When medieval writers from Europe and other lands wrote about the frightning Norse raiders, they frequently mentioned that the invading Vikings were very tall.
In 921, an Arab, Ibn Fadlan was sent by the Caliph of Bagdad to accompany an embassy to the King of the Bulgars of the Middle Volga. Ibn Fadlan wrote an account of his journeys with the embassy, called a Risala. During the course of his journey, Ibn Fadlan met a people called the Rus, a group of Swedish origin, acting as traders in the Bulgar capital. Ibn Fadlan tells us:
“I have seen the Rus as they came on their merchant journeys and encamped by the Volga. I have never seen more perfect physical specimens, tall as date palms, blonde and ruddy…”
European observers made similar observations.
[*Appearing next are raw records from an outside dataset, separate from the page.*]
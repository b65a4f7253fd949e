use rayon::prelude::*;
use regex::Regex;
use serde::{Deserialize, Serialize};
use std::borrow::Cow;
use std::fmt;
use std::ops::Range;
use std::str::FromStr;
use tracing::warn;

use crate::category::{categorize_chars, Category};
use crate::error::{Error, PatternError};
use crate::patterns::PatternLibrary;
use crate::rule_engine::RuleEngine;

/// Spelling convention of the input.
#[derive(Debug, Clone, Copy, PartialEq, Eq, Default, Hash, Serialize, Deserialize)]
#[serde(rename_all = "kebab-case")]
pub enum Variant {
    /// Modern Khmer (`km`).
    #[default]
    Standard,
    /// Middle Khmer (`xhm`): a coeng after a vowel marks a final consonant,
    /// which is made explicit with a ZWJ.
    MiddleKhmer,
}

impl Variant {
    pub fn lang_tag(self) -> &'static str {
        match self {
            Variant::Standard => "km",
            Variant::MiddleKhmer => "xhm",
        }
    }
}

impl fmt::Display for Variant {
    fn fmt(&self, f: &mut fmt::Formatter<'_>) -> fmt::Result {
        f.write_str(self.lang_tag())
    }
}

impl FromStr for Variant {
    type Err = Error;

    fn from_str(s: &str) -> Result<Self, Self::Err> {
        match s.trim().to_ascii_lowercase().as_str() {
            "km" | "standard" => Ok(Variant::Standard),
            "xhm" | "middle-khmer" | "middlekhmer" => Ok(Variant::MiddleKhmer),
            _ => Err(Error::UnknownVariant(s.to_string())),
        }
    }
}

#[derive(Debug, Clone)]
pub struct NormalizerConfig {
    pub variant: Variant,
    pub enable_rewrite_rules: bool,
}

impl Default for NormalizerConfig {
    fn default() -> Self {
        Self {
            variant: Variant::Standard,
            enable_rewrite_rules: true,
        }
    }
}

impl NormalizerConfig {
    pub fn with_variant(variant: Variant) -> Self {
        Self {
            variant,
            ..Self::default()
        }
    }
}

/// Span of one syllable, in char indices.
#[derive(Debug, Clone, Copy, PartialEq, Eq)]
pub struct Syllable {
    pub start: usize,
    pub end: usize,
}

impl Syllable {
    pub fn range(&self) -> Range<usize> {
        self.start..self.end
    }
}

/// Splits a category sequence into syllables: a base plus every following
/// character that ranks above base. Characters outside syllables are not
/// covered by any span.
pub fn find_syllables(cats: &[Category]) -> Vec<Syllable> {
    let mut syllables = Vec::new();
    let mut i = 0;
    while i < cats.len() {
        if cats[i] != Category::Base {
            i += 1;
            continue;
        }
        let mut j = i + 1;
        while j < cats.len() && cats[j].is_syllable_tail() {
            j += 1;
        }
        syllables.push(Syllable { start: i, end: j });
        i = j;
    }
    syllables
}

/// Upper bound on sort-and-rewrite passes. Moving a ROBAT or a subscript can
/// expose a new subscript to the rules, so one pass does not always settle.
pub const MAX_PASSES: usize = 8;

// upper or pre vowel, coeng, and an optional ZWJ already in place
const FINAL_COENG_MARK: &str = "([\u{17B7}-\u{17C5}]\u{17D2})\u{200D}?";

pub struct Normalizer {
    rules: RuleEngine,
    final_coeng: Regex,
    config: NormalizerConfig,
}

impl Normalizer {
    pub fn new(config: NormalizerConfig) -> Result<Self, PatternError> {
        let library = PatternLibrary::build()?;
        Self::with_library(&library, config)
    }

    pub fn with_library(
        library: &PatternLibrary,
        config: NormalizerConfig,
    ) -> Result<Self, PatternError> {
        let final_coeng = Regex::new(FINAL_COENG_MARK).map_err(|source| PatternError::Regex {
            rule: "mark-final-coeng",
            source,
        })?;
        Ok(Self {
            rules: RuleEngine::new(library)?,
            final_coeng,
            config,
        })
    }

    pub fn config(&self) -> &NormalizerConfig {
        &self.config
    }

    fn mark_final_coengs<'t>(&self, raw_text: &'t str) -> Cow<'t, str> {
        match self.config.variant {
            Variant::MiddleKhmer => self.final_coeng.replace_all(raw_text, "${1}\u{200D}"),
            Variant::Standard => Cow::Borrowed(raw_text),
        }
    }

    /// Syllable spans `normalize` sorts. Under [`Variant::MiddleKhmer`] the
    /// char indices refer to the text after final coengs got their ZWJ.
    pub fn syllables(&self, raw_text: &str) -> Vec<Syllable> {
        let text = self.mark_final_coengs(raw_text);
        let chars: Vec<char> = text.chars().collect();
        find_syllables(&categorize_chars(&chars))
    }

    /// Reorders every syllable of `raw_text` into canonical order and applies
    /// the rewrite rules. Text outside syllables is copied through.
    ///
    /// Passes repeat until the text stops changing, so the result is a fixed
    /// point: normalizing it again returns it unchanged.
    pub fn normalize(&self, raw_text: &str) -> String {
        let mut text = self.pass(raw_text);
        if text == raw_text {
            return text;
        }
        for _ in 1..MAX_PASSES {
            let next = self.pass(&text);
            if next == text {
                return text;
            }
            text = next;
        }
        warn!(passes = MAX_PASSES, "normalization did not settle");
        text
    }

    fn pass(&self, raw_text: &str) -> String {
        let text = self.mark_final_coengs(raw_text);
        let chars: Vec<char> = text.chars().collect();
        let cats = categorize_chars(&chars);

        let mut result = String::with_capacity(text.len());
        let mut cluster = String::with_capacity(16);
        let mut order: Vec<usize> = Vec::with_capacity(16);
        let mut cursor = 0;

        for syllable in find_syllables(&cats) {
            result.extend(&chars[cursor..syllable.start]);

            // stable: category first, then original position
            order.clear();
            order.extend(syllable.range());
            order.sort_unstable_by_key(|&n| (cats[n], n));

            cluster.clear();
            cluster.extend(order.iter().map(|&n| chars[n]));

            if self.config.enable_rewrite_rules {
                result.push_str(&self.rules.apply(&cluster));
            } else {
                result.push_str(&cluster);
            }
            cursor = syllable.end;
        }
        result.extend(&chars[cursor..]);
        result
    }

    pub fn normalize_batch<S>(&self, lines: &[S]) -> Vec<String>
    where
        S: AsRef<str> + Sync,
    {
        lines.par_iter().map(|l| self.normalize(l.as_ref())).collect()
    }
}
The Annals of Fulda record that, in 884, the Franks defeated a party of attacking Vikings in a battle in Saxony, mentioning their great size:
Quales numquam antea in gente Francorum visi fuissent, in pulchritudine videlicet ac proceritate corporum.
[In that battle such men are said to have been killed among the Northmen as had never been seen before among the Frankish people, namely in their beauty and the size of their bodies]. (Coupland, pp. 188-189)
The question is, do these anecdotal reports reflect reality? To answer this question, archaeologists turn to studies of bones from Viking graves. A study by Richard H. Steckel,Health and Nutrition in the Preindustrial Era: Insights from a Millennium of Average Heights in Northern Europe, presents a convenient summary of height data from Northern Europe.